-- Task inputs follows --
// Copyright (c) Microsoft Corporation.
// Licensed under the MIT license.

mod common;

//======================================================================================================================
// Imports
//======================================================================================================================

use ::anyhow::Result;
use ::cosched::{
    ensure_eq,
    Priority,
    SchedulingPolicy,
    SharedCondition,
    SharedKernel,
    SharedLock,
    ThreadId,
};
use common::Trace;

//======================================================================================================================
// Tests
//======================================================================================================================

/// A low priority lock holder inherits the priority of a high priority waiter, so a medium priority thread cannot
/// starve both.
#[test]
fn lock_holder_inherits_waiter_priority() -> Result<()> {
    let mut kernel: SharedKernel = common::kernel(SchedulingPolicy::Priority)?;
    let lock: SharedLock = SharedLock::new(kernel.clone());
    let trace: Trace<String> = common::trace();

    let mut kernel_: SharedKernel = kernel.clone();
    let mut lock_: SharedLock = lock.clone();
    let trace_: Trace<String> = trace.clone();
    kernel.spawn("low", async move {
        lock_.acquire().await;
        trace_.borrow_mut().push("low acquired".to_string());

        let kernel_m: SharedKernel = kernel_.clone();
        let trace_m: Trace<String> = trace_.clone();
        let medium: ThreadId = kernel_.spawn("medium", async move {
            for _ in 0..3 {
                trace_m.borrow_mut().push("medium".to_string());
                kernel_m.yield_current_thread().await;
            }
        });
        let mut lock_h: SharedLock = lock_.clone();
        let trace_h: Trace<String> = trace_.clone();
        let high: ThreadId = kernel_.spawn("high", async move {
            lock_h.acquire().await;
            trace_h.borrow_mut().push("high acquired".to_string());
            lock_h.release();
        });
        common::set_priority(&mut kernel_, medium, 4);
        common::set_priority(&mut kernel_, high, 7);

        kernel_.yield_current_thread().await;
        let effective: Priority = {
            let _guard = kernel_.atomic_region();
            kernel_.get_effective_priority(kernel_.current_thread())
        };
        trace_.borrow_mut().push(format!("low effective {}", effective));
        lock_.release();

        let base: Priority = {
            let _guard = kernel_.atomic_region();
            kernel_.get_effective_priority(kernel_.current_thread())
        };
        trace_.borrow_mut().push(format!("low released {}", base));
    });
    kernel.run()?;

    ensure_eq!(
        *trace.borrow(),
        vec![
            "low acquired",
            "low effective 7",
            "low released 1",
            "high acquired",
            "medium",
            "medium",
            "medium"
        ]
    );
    Ok(())
}

/// A high priority thread that joins a low priority thread donates its priority to it.
#[test]
fn joiner_donates_to_joinee() -> Result<()> {
    let mut kernel: SharedKernel = common::kernel(SchedulingPolicy::Priority)?;
    let trace: Trace<&'static str> = common::trace();

    let kernel_: SharedKernel = kernel.clone();
    let trace_: Trace<&'static str> = trace.clone();
    let low: ThreadId = kernel.spawn("low", async move {
        for _ in 0..3 {
            trace_.borrow_mut().push("low");
            kernel_.yield_current_thread().await;
        }
    });
    let kernel_: SharedKernel = kernel.clone();
    let trace_: Trace<&'static str> = trace.clone();
    let medium: ThreadId = kernel.spawn("medium", async move {
        for _ in 0..3 {
            trace_.borrow_mut().push("medium");
            kernel_.yield_current_thread().await;
        }
    });
    let kernel_: SharedKernel = kernel.clone();
    let trace_: Trace<&'static str> = trace.clone();
    let high: ThreadId = kernel.spawn("high", async move {
        kernel_.join(low).await;
        trace_.borrow_mut().push("high");
    });
    common::set_priority(&mut kernel, medium, 4);
    common::set_priority(&mut kernel, high, 7);
    kernel.run()?;

    ensure_eq!(
        *trace.borrow(),
        vec!["low", "low", "low", "high", "medium", "medium", "medium"]
    );
    Ok(())
}

/// The ready set dispatches higher priorities first, and equal priorities in arrival order.
#[test]
fn ready_set_follows_priorities() -> Result<()> {
    let mut kernel: SharedKernel = common::kernel(SchedulingPolicy::Priority)?;
    let trace: Trace<Priority> = common::trace();

    for priority in [2, 5, 3, 5, 0] {
        let trace_: Trace<Priority> = trace.clone();
        let thread: ThreadId = kernel.spawn("worker", async move {
            trace_.borrow_mut().push(priority);
        });
        common::set_priority(&mut kernel, thread, priority);
    }
    kernel.run()?;

    ensure_eq!(*trace.borrow(), vec![5, 5, 3, 2, 0]);
    Ok(())
}

/// Priorities move by one step and stop at the bounds.
#[test]
fn increase_and_decrease_stop_at_bounds() -> Result<()> {
    let mut kernel: SharedKernel = common::kernel(SchedulingPolicy::Priority)?;
    let steps: Trace<usize> = common::trace();

    let mut kernel_: SharedKernel = kernel.clone();
    let steps_: Trace<usize> = steps.clone();
    kernel.spawn("climber", async move {
        let mut up: usize = 0;
        while kernel_.increase_priority() {
            up += 1;
        }
        let mut down: usize = 0;
        while kernel_.decrease_priority() {
            down += 1;
        }
        steps_.borrow_mut().push(up);
        steps_.borrow_mut().push(down);
    });
    kernel.run()?;

    ensure_eq!(*steps.borrow(), vec![6, 7]);
    Ok(())
}

/// A run in which every thread blocks forever reports a deadlock.
#[test]
fn blocked_forever_is_a_deadlock() -> Result<()> {
    let mut kernel: SharedKernel = common::kernel(SchedulingPolicy::Priority)?;
    let lock: SharedLock = SharedLock::new(kernel.clone());
    let condition: SharedCondition = SharedCondition::new(kernel.clone(), lock.clone());

    let mut lock_: SharedLock = lock.clone();
    let mut condition_: SharedCondition = condition.clone();
    kernel.spawn("sleeper", async move {
        lock_.acquire().await;
        condition_.sleep().await;
        lock_.release();
    });

    match kernel.run() {
        Err(e) => ensure_eq!(e.errno, libc::EDEADLK),
        Ok(()) => anyhow::bail!("run() should fail"),
    }
    ensure_eq!(kernel.num_threads(), 1);
    Ok(())
}
//! Messages exchanged between players and the coordinator.
//!
//! Players push [`Request`]s into the coordinator's bounded queue; the
//! coordinator answers each player on its own channel with a [`Notice`].

use crate::direction::Direction;
use crate::grid::Position;
use crate::player::PlayerId;

/// A proposed single-step move. Queued by value and consumed exactly once.
#[derive(Debug, Clone, Copy, PartialEq, Eq)]
pub struct MoveRequest {
    pub player: PlayerId,
    pub direction: Direction,
}

/// Everything that travels through the request queue.
///
/// Reinstatement goes through the queue too, so every grid mutation happens
/// inside the coordinator's processing loop.
#[derive(Debug, Clone, Copy, PartialEq, Eq)]
pub enum Request {
    Move(MoveRequest),
    /// Sent by a player's reinstatement timer after an eviction
    ReturnToPlay(PlayerId),
}

impl Request {
    pub fn player(&self) -> PlayerId {
        match self {
            Request::Move(request) => request.player,
            Request::ReturnToPlay(player) => *player,
        }
    }
}

/// Outcome notification sent from the coordinator to one player.
#[derive(Debug, Clone, Copy, PartialEq, Eq)]
pub enum Notice {
    /// Start proposing moves from `at`.
    Ready { at: Position },
    /// The move was applied; the player now stands at `at`.
    MoveAccepted { at: Position },
    /// The target was off-grid or occupied; the player stays at `at`.
    MoveRejected { at: Position, direction: Direction },
    /// The player was taken off the grid.
    Evicted { permanent: bool },
    /// The player is back on the grid at `at`.
    Reinstated { at: Position },
    /// The simulation is over; stop every timer.
    Cleanup,
}
impl Coordinator {
    /// Build a coordinator and the handle players submit through.
    pub fn new(config: SimulationConfig, referee: Referee) -> Result<(Self, CoordinatorHandle)> {
        config.validate()?;
        let seed = config.seed.unwrap_or_else(rand::random);
        let (tx, rx) = mpsc::channel(config.queue_capacity);
        let area = PlayArea::new(config.grid_size, config.eviction);
        let handle = CoordinatorHandle::new(tx, area.registry());

        let coordinator = Self {
            config,
            area,
            referee,
            requests: rx,
            notices: HashMap::new(),
            rng: ChaCha8Rng::seed_from_u64(seed),
            stats: CoordinatorStats::default(),
        };
        Ok((coordinator, handle))
    }

    pub fn area(&self) -> &PlayArea {
        &self.area
    }

    pub fn stats(&self) -> &CoordinatorStats {
        &self.stats
    }

    /// Register a new player on a random empty cell. Returns its id and the
    /// receiver its timer task listens on.
    pub fn register_player(
        &mut self,
        name: impl Into<String>,
    ) -> Result<(PlayerId, mpsc::UnboundedReceiver<Notice>)> {
        let id = self.area.add_player(name);
        let max_attempts = self.config.max_placement_attempts;
        if let Err(err) = self.area.register_player(id, &mut self.rng, max_attempts) {
            self.area.discard_player(id);
            return Err(err);
        }
        Ok((id, self.attach(id)))
    }

    /// Register a new player on a chosen empty cell.
    pub fn register_player_at(
        &mut self,
        name: impl Into<String>,
        position: Position,
    ) -> Result<(PlayerId, mpsc::UnboundedReceiver<Notice>)> {
        let id = self.area.add_player(name);
        if let Err(err) = self.area.register_player_at(id, position) {
            self.area.discard_player(id);
            return Err(err);
        }
        Ok((id, self.attach(id)))
    }

    /// Remove a player from the registered set and clear its cell.
    pub fn evict_player(&mut self, id: PlayerId) -> Result<()> {
        self.area.evict_player(id)
    }

    /// Tell every registered player to start proposing moves.
    pub fn ready(&self) {
        info!("Initializing players");
        for player in self.area.players().filter(|p| self.area.is_registered(p.id())) {
            if let Some(at) = player.position() {
                self.notify(player.id(), Notice::Ready { at });
            }
        }
    }

    /// Process requests until one registered player remains.
    pub async fn run(mut self) -> Result<SimulationOutcome> {
        info!(players = self.area.registered_count(), "Handling requests");
        if self.area.registered_count() <= 1 {
            return self.finish();
        }
        loop {
            if let Some(outcome) = self.step().await? {
                return Ok(outcome);
            }
        }
    }

    /// Take one request off the queue and apply it. Returns the outcome when
    /// this request left a single registered player.
    pub async fn step(&mut self) -> Result<Option<SimulationOutcome>> {
        let request = self.requests.recv().await.ok_or(KernelError::QueueClosed)?;
        self.stats.processed += 1;

        match request {
            Request::Move(request) => self.handle_move(request)?,
            Request::ReturnToPlay(player) => self.handle_return_to_play(player)?,
        }

        debug!(registered = self.area.registered_count(), "Players in the system");
        if self.area.registered_count() <= 1 {
            return self.finish().map(Some);
        }
        Ok(None)
    }

    fn handle_move(&mut self, request: MoveRequest) -> Result<()> {
        let MoveRequest { player: id, direction } = request;
        if !self.area.is_registered(id) {
            self.stats.ignored += 1;
            debug!(player = %id, direction = %direction, "Ignoring move from unregistered player");
            return Ok(());
        }

        let player = self.area.player(id)?;
        debug!(player = %player, direction = %direction, "Move request");
        let grid = self.area.grid();

        if !self.referee.move_is_allowed(grid, player, direction) {
            self.stats.rejected += 1;
            if let Some(at) = player.position() {
                debug!(player = %id, direction = %direction, "Move rejected");
                self.notify(id, Notice::MoveRejected { at, direction });
            }
            return Ok(());
        }

        let fouled = self.referee.move_is_fouled(grid, player, direction);
        let mut remove = false;
        if fouled {
            self.stats.fouls += 1;
            let player = self.area.player_mut(id)?;
            let fouls = player.flag();
            remove = player.is_to_be_removed();
            info!(player = %id, fouls, "Move is fouled");
        }

        let at = self.area.move_player(id, direction)?;
        self.stats.accepted += 1;

        if remove {
            let eviction = self.referee.flag_player(&mut self.area, id)?;
            self.stats.evictions += 1;
            let permanent = eviction == Eviction::Permanent;
            if permanent {
                self.stats.permanent_removals += 1;
            }
            self.notify(id, Notice::Evicted { permanent });
        } else {
            self.notify(id, Notice::MoveAccepted { at });
        }
        Ok(())
    }

    fn handle_return_to_play(&mut self, id: PlayerId) -> Result<()> {
        let max_attempts = self.config.max_placement_attempts;
        match self
            .referee
            .request_return_to_play(&mut self.area, id, &mut self.rng, max_attempts)?
        {
            Some(at) => {
                self.stats.reinstatements += 1;
                self.notify(id, Notice::Reinstated { at });
            }
            None => self.notify(id, Notice::Cleanup),
        }
        Ok(())
    }

    /// Drain the queue, stop every player, and report the winner.
    fn finish(&mut self) -> Result<SimulationOutcome> {
        let winner = self.area.sole_registered().ok_or(KernelError::NoPlayers)?;

        self.requests.close();
        while let Ok(request) = self.requests.try_recv() {
            self.stats.drained += 1;
            trace!(player = %request.player(), "Drained pending request");
        }
        if self.stats.drained > 0 {
            warn!(drained = self.stats.drained, "Discarded pending requests at shutdown");
        }

        for id in self.notices.keys() {
            self.notify(*id, Notice::Cleanup);
        }

        let winner = self.area.player(winner)?.summary();
        info!(winner = %winner.name, processed = self.stats.processed, "{} won!", winner.name);
        Ok(SimulationOutcome {
            winner,
            stats: self.stats.clone(),
            players: self.area.players().map(|p| p.summary()).collect(),
        })
    }

    fn attach(&mut self, id: PlayerId) -> mpsc::UnboundedReceiver<Notice> {
        let (tx, rx) = mpsc::unbounded_channel();
        self.notices.insert(id, tx);
        rx
    }

    fn notify(&self, id: PlayerId, notice: Notice) {
        let delivered = self
            .notices
            .get(&id)
            .is_some_and(|tx| tx.send(notice).is_ok());
        if !delivered {
            trace!(player = %id, ?notice, "Player is no longer listening");
        }
    }
}

#[cfg(test)]
mod tests {
    use super::*;
    use crate::player::PlayerStatus;

    fn config(grid_size: usize) -> SimulationConfig {
        SimulationConfig {
            grid_size,
            queue_capacity: 8,
            seed: Some(7),
            ..Default::default()
        }
    }

    #[tokio::test]
    async fn test_unregistered_submission_is_not_queued() {
        let (mut coordinator, handle) = Coordinator::new(config(4), Referee::new()).unwrap();
        let (a, _rx_a) = coordinator.register_player_at("a", Position::new(0, 0)).unwrap();
        let (_b, _rx_b) = coordinator.register_player_at("b", Position::new(3, 3)).unwrap();

        coordinator.evict_player(a).unwrap();
        assert!(!handle.is_registered(a));
        handle.submit_move(a, Direction::Right).await.unwrap();
        assert!(coordinator.requests.try_recv().is_err());
    }

    #[tokio::test]
    async fn test_rejected_move_notifies_player() {
        let (mut coordinator, handle) = Coordinator::new(config(4), Referee::new()).unwrap();
        let (a, mut rx_a) = coordinator.register_player_at("a", Position::new(0, 0)).unwrap();
        let (_b, _rx_b) = coordinator.register_player_at("b", Position::new(0, 1)).unwrap();

        handle.submit_move(a, Direction::Right).await.unwrap();
        assert_eq!(coordinator.step().await.unwrap(), None);
        assert_eq!(
            rx_a.try_recv().unwrap(),
            Notice::MoveRejected {
                at: Position::new(0, 0),
                direction: Direction::Right
            }
        );
        assert_eq!(coordinator.stats().rejected, 1);
    }

    #[tokio::test]
    async fn test_move_after_eviction_is_ignored_at_dequeue() {
        let (mut coordinator, handle) = Coordinator::new(config(4), Referee::new()).unwrap();
        let (a, _rx_a) = coordinator.register_player_at("a", Position::new(0, 0)).unwrap();
        let (_b, _rx_b) = coordinator.register_player_at("b", Position::new(2, 2)).unwrap();
        let (_c, _rx_c) = coordinator.register_player_at("c", Position::new(3, 3)).unwrap();

        handle.submit_move(a, Direction::Right).await.unwrap();
        coordinator.evict_player(a).unwrap();
        assert_eq!(coordinator.step().await.unwrap(), None);
        assert_eq!(coordinator.stats().ignored, 1);
        assert!(coordinator.area().grid().cell(Position::new(0, 1)).unwrap().is_empty());
    }

    #[tokio::test]
    async fn test_failed_registration_leaves_no_player_behind() {
        let config = SimulationConfig {
            max_placement_attempts: 50,
            ..config(2)
        };
        let (mut coordinator, _handle) = Coordinator::new(config, Referee::new()).unwrap();
        let (a, _rx_a) = coordinator.register_player_at("a", Position::new(0, 0)).unwrap();

        assert!(matches!(
            coordinator.register_player_at("b", Position::new(0, 0)),
            Err(KernelError::IllegalPlacement(_))
        ));
        assert!(coordinator.register_player_at("b", Position::new(2, 0)).is_err());

        let mut receivers = Vec::new();
        for name in ["c", "d", "e"] {
            receivers.push(coordinator.register_player(name).unwrap());
        }
        assert!(matches!(
            coordinator.register_player("overflow"),
            Err(KernelError::PlacementExhausted { attempts: 50 })
        ));

        let names: Vec<_> = coordinator.area().players().map(|p| p.name().to_string()).collect();
        assert_eq!(names, vec!["a", "c", "d", "e"]);
        assert!(coordinator
            .area()
            .players()
            .all(|p| p.status() != PlayerStatus::Dormant));
        assert_eq!(coordinator.notices.len(), 4);
        assert!(coordinator.notices.contains_key(&a));
    }

    #[tokio::test]
    async fn test_single_player_wins_immediately() {
        let (mut coordinator, _handle) = Coordinator::new(config(4), Referee::new()).unwrap();
        let (_a, mut rx_a) = coordinator.register_player("solo").unwrap();

        let outcome = coordinator.run().await.unwrap();
        assert_eq!(outcome.winner.name, "solo");
        assert_eq!(outcome.stats.processed, 0);
        assert_eq!(rx_a.try_recv().unwrap(), Notice::Cleanup);
    }

    #[tokio::test]
    async fn test_empty_play_area_has_no_winner() {
        let (coordinator, _handle) = Coordinator::new(config(4), Referee::new()).unwrap();
        assert!(matches!(coordinator.run().await, Err(KernelError::NoPlayers)));
    }

    #[tokio::test]
    async fn test_closed_queue_is_fatal() {
        let (mut coordinator, handle) = Coordinator::new(config(4), Referee::new()).unwrap();
        let (_a, _rx_a) = coordinator.register_player("a").unwrap();
        let (_b, _rx_b) = coordinator.register_player("b").unwrap();
        drop(handle);
        assert!(matches!(coordinator.run().await, Err(KernelError::QueueClosed)));
    }

    #[tokio::test]
    async fn test_ready_notifies_registered_players() {
        let (mut coordinator, _handle) = Coordinator::new(config(4), Referee::new()).unwrap();
        let (_a, mut rx_a) = coordinator.register_player_at("a", Position::new(1, 2)).unwrap();
        coordinator.ready();
        assert_eq!(rx_a.try_recv().unwrap(), Notice::Ready { at: Position::new(1, 2) });
    }
}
-- Task inputs concluded --
Exercise details. Show every line from the entries that includes the word "notices".

Solution to the problem.
            notices: HashMap::new(),
        for id in self.notices.keys() {
        self.notices.insert(id, tx);
            .notices
        assert_eq!(coordinator.notices.len(), 4);
        assert!(coordinator.notices.contains_key(&a));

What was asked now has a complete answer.